Question

please help me with this question​

Answer 1

$\large\underline{\sf{Given \:Question - }}$

Let a = 3 - sqrt(n), where n is a natural number. If p is the least positive value of a, then find the value of sqrt (p) + 1/ sqrt (p).

$\large\underline{\sf{Solution-}}$

Given that, n is a natural number and

$\rm :\longmapsto\:a = 3 - \sqrt{n}$

As p is the least value of a, so a is minimum when n is largest and keeping in view that a > 0.
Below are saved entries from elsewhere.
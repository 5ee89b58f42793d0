//! Process-wide async logger: singleton init/shutdown plus the
//! background drain thread.
//!
//! [`initialize`] creates the singleton at most once, behind a
//! [`std::sync::OnceLock`], and starts a worker thread that busy-pops the
//! queue and yields when it finds nothing to drain. [`shutdown`] signals the
//! worker to stop, then joins it only after every record already queued has
//! been drained and written.

use std::path::PathBuf;
use std::sync::atomic::{AtomicBool, Ordering};
use std::sync::{Mutex, OnceLock};
use std::thread::JoinHandle;

use crate::error::{Error, Result};
use crate::log::queue::Queue;
use crate::log::record::Record;
use crate::log::segment;
use crate::log::writer::FileWriter;

/// Tunables for [`initialize`].
#[derive(Debug, Clone)]
pub struct LoggerConfig {
    pub directory: PathBuf,
    pub file_prefix: String,
    pub roll_size_mb: u64,
}

struct Logger {
    queue: Queue,
    stop: AtomicBool,
    worker: Mutex<Option<JoinHandle<()>>>,
}

static LOGGER: OnceLock<Logger> = OnceLock::new();

/// Creates the log directory, opens the first roll file, and spawns the
/// background drain thread. Returns [`Error::DoubleInitialization`] if
/// called more than once per process.
pub fn initialize(config: LoggerConfig) -> Result<()> {
    if LOGGER.get().is_some() {
        return Err(Error::DoubleInitialization("log system already initialized"));
    }

    let writer = FileWriter::new(&config)?;
    let logger = Logger {
        queue: Queue::new(segment::segment_len()),
        stop: AtomicBool::new(false),
        worker: Mutex::new(None),
    };

    if LOGGER.set(logger).is_err() {
        return Err(Error::DoubleInitialization("log system already initialized"));
    }

    let handle = std::thread::Builder::new()
        .name("vortex-log".into())
        .spawn(move || worker_loop(writer))
        .expect("failed to spawn log worker thread");
    *LOGGER
        .get()
        .expect("just initialized")
        .worker
        .lock()
        .expect("worker mutex poisoned") = Some(handle);
    Ok(())
}

/// Whether [`initialize`] has run. Used by the `log_*!` macros to make
/// logging a silent no-op before the logger starts; not normally called
/// directly.
#[doc(hidden)]
pub fn is_initialized() -> bool {
    LOGGER.get().is_some()
}

/// Enqueues `record`. A no-op, by design, if the logger hasn't been
/// initialized — callsites shouldn't have to guard every log statement.
pub fn push(record: Record) {
    if let Some(logger) = LOGGER.get() {
        logger.queue.push(record);
    }
}

/// Signals the drain thread to stop and waits for it to flush every
/// record already queued. Safe to call more than once.
pub fn shutdown() {
    let Some(logger) = LOGGER.get() else {
        return;
    };
    logger.stop.store(true, Ordering::Release);
    if let Some(handle) = logger
        .worker
        .lock()
        .expect("worker mutex poisoned")
        .take()
    {
        let _ = handle.join();
    }
}

fn worker_loop(mut writer: FileWriter) {
    let logger = LOGGER.get().expect("logger initialized before worker starts");
    let mut line = String::new();

    loop {
        match logger.queue.try_pop() {
            Some(record) => {
                line.clear();
                let level = record.level();
                record.format_into(&mut line);
                if let Err(e) = writer.write(&line, level) {
                    log::warn!("vortex logger: write failed: {e}");
                }
            }
            None if logger.stop.load(Ordering::Acquire) => break,
            None => std::thread::yield_now(),
        }
    }

    while let Some(record) = logger.queue.try_pop() {
        line.clear();
        let level = record.level();
        record.format_into(&mut line);
        let _ = writer.write(&line, level);
    }
}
So, largest possible value of n = 8.

So,

Smallest possible value of a is

$\rm :\longmapsto\:a = 3 - \sqrt{8}$

can be rewritten as

$\rm :\longmapsto\:a = 3 - \sqrt{2 \times 2 \times 2}$

$\rm :\longmapsto\:a = 3 - 2\sqrt{2}$

So,

$\rm :\longmapsto\:p = a = 3 - 2 \sqrt{2}$

$\rm :\longmapsto\:p =3 - 2 \sqrt{2}$

$\rm :\longmapsto\:p =2 + 1 - 2 \sqrt{2}$

$\rm :\longmapsto\:p = {( \sqrt{2} )}^{2} + {(1)}^{2} - 2 \times \sqrt{2} \times 1$

$\bf\implies \:p = {( \sqrt{2} - 1)}^{2}$

$\red{\bigg \{ \because \: {x}^{2} + {y}^{2} - 2xy = {(x - y)}^{2} \bigg \}}$

So,

$\bf\implies \: \sqrt{p} = \sqrt{2} - 1 - - - (1)$

Now,

$\rm :\longmapsto\:\dfrac{1}{ \sqrt{p} }$

$\rm \: = \: \dfrac{1}{ \sqrt{2} - 1}$

On rationalizing the denominator, we get

$\rm \: = \: \dfrac{1}{ \sqrt{2} - 1} \times \dfrac{ \sqrt{2} + 1}{ \sqrt{2} + 1}$

$\rm \: = \: \dfrac{ \sqrt{2} + 1}{ {( \sqrt{2} )}^{2} - {(1)}^{2} }$

$\rm \: = \: \dfrac{ \sqrt{2} + 1}{2 - 1}$

$\rm \: = \: \dfrac{ \sqrt{2} + 1}{1}$

$\bf\implies \:\dfrac{1}{ \sqrt{p} } = \sqrt{2} + 1 - - - (2)$

So, on adding equation (1) and (2), we get

$\red{\rm :\longmapsto\: \sqrt{p} + \dfrac{1}{ \sqrt{p} } = \sqrt{2} - 1 + \sqrt{2} + 1 = 2 \sqrt{2} }$

Additional Information :-

$\boxed{ \sf \: {(x + y)}^{2} = {x}^{2} + {y}^{2} + 2xy}$

$\boxed{ \sf \: {(x - y)}^{2} = {x}^{2} + {y}^{2} - 2xy}$

$\boxed{ \sf \: {(x - y)}^{3} = {x}^{3} - {y}^{3} - 3xy(x - y)}$

$\boxed{ \sf \: {(x + y)}^{3} = {x}^{3} + {y}^{3} + 3xy(x + y)}$

$\boxed{ \sf \: {x}^{2} - {y}^{2} = (x + y)(x - y)}$

$\boxed{ \sf \: {x}^{3} + {y}^{3} = (x + y)( {x}^{2} - xy + {y}^{2} )}$

$\boxed{ \sf \: {x}^{3} - {y}^{3} = (x - y)( {x}^{2} + xy + {y}^{2}) }$

$\boxed{ \sf \: {x}^{4} - {y}^{4} = (x - y)(x + y)( {x}^{2} + {y}^{2})}$

Answer 2

Answer:

$p = ( \sqrt{2} - 1) {}^{2}$